* Task prompt: All records are to be printed again exactly as they appear.

* Source information:

use clap::Parser;

mod cli;

fn main() -> miette::Result<()> {
    cli::Cli::parse().run()
}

* Response to the exercise:
use clap::Parser;

mod cli;

fn main() -> miette::Result<()> {
    cli::Cli::parse().run()
}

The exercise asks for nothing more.